Well, love IS strange..., 22 June 2000
Author: RobT-2 from Tulsa, Oklahoma

I've been a fan of Bill Plympton's ever since first seeing his Oscar-nominated short "Your Face" about 12 years ago as part of the traveling International Tournee of Animation. Plympton started out as a magazine cartoonist (an early version of "How to Kiss" was published in "Rolling Stone" in the early 80's), and his early short films were based around single gags or concepts. On the basis of these shorts I knew Plympton's animation was kind of primitive, that he had excellent timing, and that he had a flair for metamorphosis and the grotesque that recalled such distinguished predecessors as Otto Messmer and Tex Avery. Unfortunately, I found Plympton's first feature, "The Tune", rather disappointing. The story was weak, and the best parts were the shorts that were incorporated into the feature ("Wiseman", "Push Comes to Shove").

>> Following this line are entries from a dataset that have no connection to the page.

use crate::parser::{NodeKind, SyntaxNode, SyntaxTree};
use crate::types::{FunctionScope, ScopeKind};

use super::ExtractOptions;

#[derive(Debug, Clone, Copy, PartialEq, Eq)]
enum FrameKind {
    Namespace,
    Class,
    Function,
}

/// A named enclosing construct contributing to qualified names.
#[derive(Debug, Clone)]
struct Frame {
    name: String,
    kind: FrameKind,
}

struct ScopeWalker<'a> {
    file: &'a str,
    options: &'a ExtractOptions,
    frames: Vec<Frame>,
    scopes: Vec<FunctionScope>,
}

/// Every function definition (and, optionally, lambda) in document order.
///
/// The position of a scope in the returned vector is the index literal
/// collection records as `enclosing_scope`.
pub fn extract_scopes(tree: &SyntaxTree, options: &ExtractOptions) -> Vec<FunctionScope> {
    let file = tree.file_key();
    let mut walker = ScopeWalker {
        file: &file,
        options,
        frames: Vec::new(),
        scopes: Vec::new(),
    };
    walker.visit_children(&tree.root);
    walker.scopes
}

impl ScopeWalker<'_> {
    fn visit_children(&mut self, node: &SyntaxNode) {
        for child in &node.children {
            self.visit(child);
        }
    }

    fn visit(&mut self, node: &SyntaxNode) {
        match &node.kind {
            // Anonymous namespaces and classes add no name component.
            NodeKind::Namespace { name } => self.nested(node, name.as_deref(), FrameKind::Namespace),
            NodeKind::Class { name } => self.nested(node, name.as_deref(), FrameKind::Class),
            NodeKind::Function { name } => {
                let line = node.span.start.line;
                let (name, kind) = match name {
                    Some(name) => {
                        let in_class = self.frames.last().map(|f| f.kind) == Some(FrameKind::Class);
                        let kind = if in_class || name.contains("::") {
                            ScopeKind::Method
                        } else {
                            ScopeKind::Function
                        };
                        (name.clone(), kind)
                    }
                    None => (format!("<anonymous@{}:{}>", self.file, line), ScopeKind::Anonymous),
                };
                self.push_scope(node, name, kind);
            }
            NodeKind::Lambda if self.options.include_lambdas => {
                let name = format!("<lambda@{}:{}>", self.file, node.span.start.line);
                self.push_scope(node, name, ScopeKind::Lambda);
            }
            _ => self.visit_children(node),
        }
    }

    fn nested(&mut self, node: &SyntaxNode, name: Option<&str>, kind: FrameKind) {
        match name {
            Some(name) => {
                self.frames.push(Frame {
                    name: name.to_string(),
                    kind,
                });
                self.visit_children(node);
                self.frames.pop();
            }
            None => self.visit_children(node),
        }
    }

    fn push_scope(&mut self, node: &SyntaxNode, name: String, kind: ScopeKind) {
        let qualified_name = self
            .frames
            .iter()
            .map(|frame| frame.name.as_str())
            .chain(std::iter::once(name.as_str()))
            .collect::<Vec<_>>()
            .join("::");

        self.scopes.push(FunctionScope {
            name: name.clone(),
            qualified_name,
            kind,
            file: self.file.to_string(),
            span: node.span,
        });

        self.frames.push(Frame {
            name,
            kind: FrameKind::Function,
        });
        self.visit_children(node);
        self.frames.pop();
    }
}

#[cfg(test)]
mod tests {
    use super::*;
    use crate::extract::test_support::*;
    use crate::parser::{SourceParser, TreeSitterParser};
    use std::path::Path;
    use std::time::Duration;

    #[test]
    fn test_scopes_in_document_order() {
        let tree = tree(
            "/src/a.c",
            vec![
                function("foo", span(1, 1, 5, 1), vec![literal("hello", span(3, 10, 3, 16))]),
                function("bar", span(6, 1, 10, 1), vec![literal("hello", span(8, 10, 8, 16))]),
            ],
        );

        let scopes = extract_scopes(&tree, &ExtractOptions::default());
        assert_eq!(scopes.len(), 2);
        assert_eq!(scopes[0].name, "foo");
        assert_eq!(scopes[0].kind, ScopeKind::Function);
        assert_eq!((scopes[0].start_line(), scopes[0].end_line()), (1, 5));
        assert_eq!(scopes[1].qualified_name, "bar");
        assert_eq!(scopes[1].file, "/src/a.c");
    }

    #[test]
    fn test_anonymous_functions_get_placeholders() {
        let unnamed = SyntaxNode::new(NodeKind::Function { name: None }, span(4, 1, 6, 1));
        let tree = tree("/src/gen.c", vec![unnamed]);

        let scopes = extract_scopes(&tree, &ExtractOptions::default());
        assert_eq!(scopes[0].name, "<anonymous@/src/gen.c:4>");
        assert_eq!(scopes[0].kind, ScopeKind::Anonymous);
    }

    #[test]
    fn test_qualified_names_from_cpp_source() {
        let source = r#"namespace net {
namespace {
int helper() { return 1; }
}
class Socket {
public:
    void open() { auto cb = []() { return "cb"; }; }
};
void Socket::close() {}
}
"#;
        let tree = TreeSitterParser::new(Duration::from_secs(5), false)
            .parse(Path::new("/src/socket.cpp"), source.as_bytes())
            .unwrap();

        let scopes = extract_scopes(&tree, &ExtractOptions::default());
        let names: Vec<_> = scopes.iter().map(|s| (s.qualified_name.as_str(), s.kind)).collect();
        assert_eq!(
            names,
            vec![
                ("net::helper", ScopeKind::Function),
                ("net::Socket::open", ScopeKind::Method),
                ("net::Socket::close", ScopeKind::Method),
            ]
        );

        let with_lambdas = extract_scopes(&tree, &ExtractOptions::default().with_lambdas(true));
        assert_eq!(with_lambdas.len(), 4);
        assert_eq!(with_lambdas[2].kind, ScopeKind::Lambda);
        assert_eq!(with_lambdas[2].name, "<lambda@/src/socket.cpp:7>");
        assert_eq!(
            with_lambdas[2].qualified_name,
            "net::Socket::open::<lambda@/src/socket.cpp:7>"
        );
    }
}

With this in mind, I approached "I Married a Strange Person" with some trepidation. I'd heard some good things about it, and it was such a shock to find it for rent here in Tulsa that I snatched it up right away. It turned out to be a pleasant surprise, so much so that I had a hard time figuring out just what I liked about the movie. All the usual virtues of Plympton's animation are there, and the story starts out nicely enough-a new bridegroom gets zapped in an accident involving a satellite dish and a pair of over-amorous birds, giving him strange and wondrous powers.

What made the story work at first were the appealing characters set within it, the new husband Grant and wife Kerry. Most of the time their actions and reactions were very believable, whether the situation was realistic (the sexual tension between the newlyweds at the beginning-she's in the mood for love, he feels he's got to work overtime to support them) or fantastic (Kerry's alarm, and later anger, when Grant's stray imaginings begin coming to spectacular life). The quality of the animation and design helped, giving depth and texture to Plympton's characteristic style without making it unnecessarily slick. Tom Larson and Charis Michelsen, who voiced Grant and Kerry respectively, deserve considerable credit as well. Maureen McElheron's songs don't hurt either; where much of "The Tune" seemed to be an excuse for the songs, here the songs served the story by setting the mood. I especially liked "Honey How'd You Get So Cute", which (along with Plympton's animation) effectively captured some of the playfully absurd aspects of eroticism.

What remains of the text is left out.